Exercise description:
Below is some data. Retype exactly the lines starting at the one with "param.name, condition.name" and ending at the one with "DirectoryEnvironment::new(environment_dir).write(path, &value)?;".

Provided records:

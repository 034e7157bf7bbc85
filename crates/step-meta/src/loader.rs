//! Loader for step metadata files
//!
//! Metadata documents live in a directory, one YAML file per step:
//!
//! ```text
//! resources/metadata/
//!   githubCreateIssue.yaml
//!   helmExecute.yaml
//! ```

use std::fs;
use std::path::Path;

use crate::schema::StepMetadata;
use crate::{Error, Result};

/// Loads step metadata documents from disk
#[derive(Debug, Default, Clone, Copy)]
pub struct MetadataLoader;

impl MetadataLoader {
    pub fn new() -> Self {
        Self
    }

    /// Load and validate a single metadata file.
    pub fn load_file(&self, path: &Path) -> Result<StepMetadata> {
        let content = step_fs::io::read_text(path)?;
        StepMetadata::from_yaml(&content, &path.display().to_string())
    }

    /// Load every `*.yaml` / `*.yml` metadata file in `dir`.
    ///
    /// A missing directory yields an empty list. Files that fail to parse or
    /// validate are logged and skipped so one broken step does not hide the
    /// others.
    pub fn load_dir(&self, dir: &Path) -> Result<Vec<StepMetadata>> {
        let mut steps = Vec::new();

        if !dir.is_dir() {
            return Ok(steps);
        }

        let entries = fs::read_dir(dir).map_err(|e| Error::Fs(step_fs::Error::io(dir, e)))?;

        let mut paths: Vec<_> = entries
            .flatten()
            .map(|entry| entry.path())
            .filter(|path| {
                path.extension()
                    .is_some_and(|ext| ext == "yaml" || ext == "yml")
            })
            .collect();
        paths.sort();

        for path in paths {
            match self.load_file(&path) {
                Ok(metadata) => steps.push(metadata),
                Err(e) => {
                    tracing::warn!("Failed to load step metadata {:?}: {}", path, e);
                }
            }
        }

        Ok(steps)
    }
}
* * *
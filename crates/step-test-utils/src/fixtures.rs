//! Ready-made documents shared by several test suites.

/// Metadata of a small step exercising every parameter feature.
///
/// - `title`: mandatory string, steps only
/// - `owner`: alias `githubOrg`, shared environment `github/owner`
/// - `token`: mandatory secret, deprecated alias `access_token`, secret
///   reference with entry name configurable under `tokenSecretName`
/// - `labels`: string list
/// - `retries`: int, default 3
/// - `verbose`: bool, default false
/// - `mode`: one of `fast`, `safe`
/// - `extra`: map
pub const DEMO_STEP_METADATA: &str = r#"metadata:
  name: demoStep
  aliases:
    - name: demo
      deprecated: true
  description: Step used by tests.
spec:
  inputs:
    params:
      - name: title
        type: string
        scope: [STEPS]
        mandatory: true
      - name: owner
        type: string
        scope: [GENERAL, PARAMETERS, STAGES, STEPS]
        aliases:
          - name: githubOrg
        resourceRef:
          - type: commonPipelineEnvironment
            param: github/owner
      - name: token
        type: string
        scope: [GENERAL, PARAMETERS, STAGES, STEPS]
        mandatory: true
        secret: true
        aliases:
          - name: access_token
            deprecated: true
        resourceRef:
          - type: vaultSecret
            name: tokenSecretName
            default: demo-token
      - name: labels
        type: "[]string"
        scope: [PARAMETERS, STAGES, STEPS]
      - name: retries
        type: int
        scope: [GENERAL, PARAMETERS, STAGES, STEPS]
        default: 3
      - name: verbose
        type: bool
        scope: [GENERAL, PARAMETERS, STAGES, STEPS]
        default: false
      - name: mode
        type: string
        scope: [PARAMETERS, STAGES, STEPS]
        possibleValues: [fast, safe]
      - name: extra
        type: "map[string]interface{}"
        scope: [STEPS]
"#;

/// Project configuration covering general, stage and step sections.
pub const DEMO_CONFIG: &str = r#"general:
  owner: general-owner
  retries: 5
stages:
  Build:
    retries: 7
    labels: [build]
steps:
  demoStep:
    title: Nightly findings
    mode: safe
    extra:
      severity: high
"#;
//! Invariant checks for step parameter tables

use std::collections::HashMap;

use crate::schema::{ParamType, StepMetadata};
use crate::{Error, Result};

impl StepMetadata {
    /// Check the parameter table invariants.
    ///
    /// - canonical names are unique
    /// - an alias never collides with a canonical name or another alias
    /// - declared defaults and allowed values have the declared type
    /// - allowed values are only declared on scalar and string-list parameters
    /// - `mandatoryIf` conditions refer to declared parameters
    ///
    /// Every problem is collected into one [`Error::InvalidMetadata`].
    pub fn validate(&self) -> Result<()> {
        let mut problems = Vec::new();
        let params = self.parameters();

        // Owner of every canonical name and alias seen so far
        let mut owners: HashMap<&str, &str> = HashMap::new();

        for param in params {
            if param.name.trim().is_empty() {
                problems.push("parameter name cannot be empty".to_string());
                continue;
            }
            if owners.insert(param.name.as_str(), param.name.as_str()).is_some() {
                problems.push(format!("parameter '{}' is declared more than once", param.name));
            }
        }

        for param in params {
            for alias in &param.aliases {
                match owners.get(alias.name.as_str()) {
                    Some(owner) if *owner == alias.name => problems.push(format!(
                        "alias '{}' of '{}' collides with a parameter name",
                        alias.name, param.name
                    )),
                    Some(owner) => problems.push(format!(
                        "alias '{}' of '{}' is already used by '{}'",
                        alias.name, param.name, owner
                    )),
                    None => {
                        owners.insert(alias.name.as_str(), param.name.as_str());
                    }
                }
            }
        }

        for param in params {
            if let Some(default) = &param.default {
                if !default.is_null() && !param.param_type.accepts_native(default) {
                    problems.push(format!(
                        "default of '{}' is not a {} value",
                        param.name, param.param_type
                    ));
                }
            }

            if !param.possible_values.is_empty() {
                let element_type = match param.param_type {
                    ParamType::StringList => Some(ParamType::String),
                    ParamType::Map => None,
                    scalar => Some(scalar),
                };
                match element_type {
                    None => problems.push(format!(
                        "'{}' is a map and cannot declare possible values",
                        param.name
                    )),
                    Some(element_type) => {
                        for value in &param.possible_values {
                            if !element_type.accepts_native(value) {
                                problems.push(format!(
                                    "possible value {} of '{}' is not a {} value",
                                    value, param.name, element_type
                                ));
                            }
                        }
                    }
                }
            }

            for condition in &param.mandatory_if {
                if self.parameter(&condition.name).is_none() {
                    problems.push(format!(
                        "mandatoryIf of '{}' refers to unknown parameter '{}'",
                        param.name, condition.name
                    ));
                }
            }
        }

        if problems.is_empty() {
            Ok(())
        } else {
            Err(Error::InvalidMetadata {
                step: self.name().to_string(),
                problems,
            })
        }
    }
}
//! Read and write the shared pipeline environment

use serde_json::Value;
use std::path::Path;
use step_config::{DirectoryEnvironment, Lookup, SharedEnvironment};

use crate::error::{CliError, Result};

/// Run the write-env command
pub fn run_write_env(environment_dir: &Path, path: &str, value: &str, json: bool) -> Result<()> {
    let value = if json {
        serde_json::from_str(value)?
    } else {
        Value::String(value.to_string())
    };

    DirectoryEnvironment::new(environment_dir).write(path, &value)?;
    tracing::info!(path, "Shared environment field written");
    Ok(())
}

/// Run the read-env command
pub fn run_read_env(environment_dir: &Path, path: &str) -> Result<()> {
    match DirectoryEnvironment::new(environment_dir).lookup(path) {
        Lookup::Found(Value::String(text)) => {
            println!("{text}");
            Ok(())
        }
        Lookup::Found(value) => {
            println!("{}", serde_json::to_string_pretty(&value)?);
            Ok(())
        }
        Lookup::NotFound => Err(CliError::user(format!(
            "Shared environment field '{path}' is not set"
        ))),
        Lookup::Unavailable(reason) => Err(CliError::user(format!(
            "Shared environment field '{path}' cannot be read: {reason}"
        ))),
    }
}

Problem solution:
                        param.name, condition.name
                    ));
                }
            }
        }

        if problems.is_empty() {
            Ok(())
        } else {
            Err(Error::InvalidMetadata {
                step: self.name().to_string(),
                problems,
            })
        }
    }
}
//! Read and write the shared pipeline environment

use serde_json::Value;
use std::path::Path;
use step_config::{DirectoryEnvironment, Lookup, SharedEnvironment};

use crate::error::{CliError, Result};

/// Run the write-env command
pub fn run_write_env(environment_dir: &Path, path: &str, value: &str, json: bool) -> Result<()> {
    let value = if json {
        serde_json::from_str(value)?
    } else {
        Value::String(value.to_string())
    };

    DirectoryEnvironment::new(environment_dir).write(path, &value)?;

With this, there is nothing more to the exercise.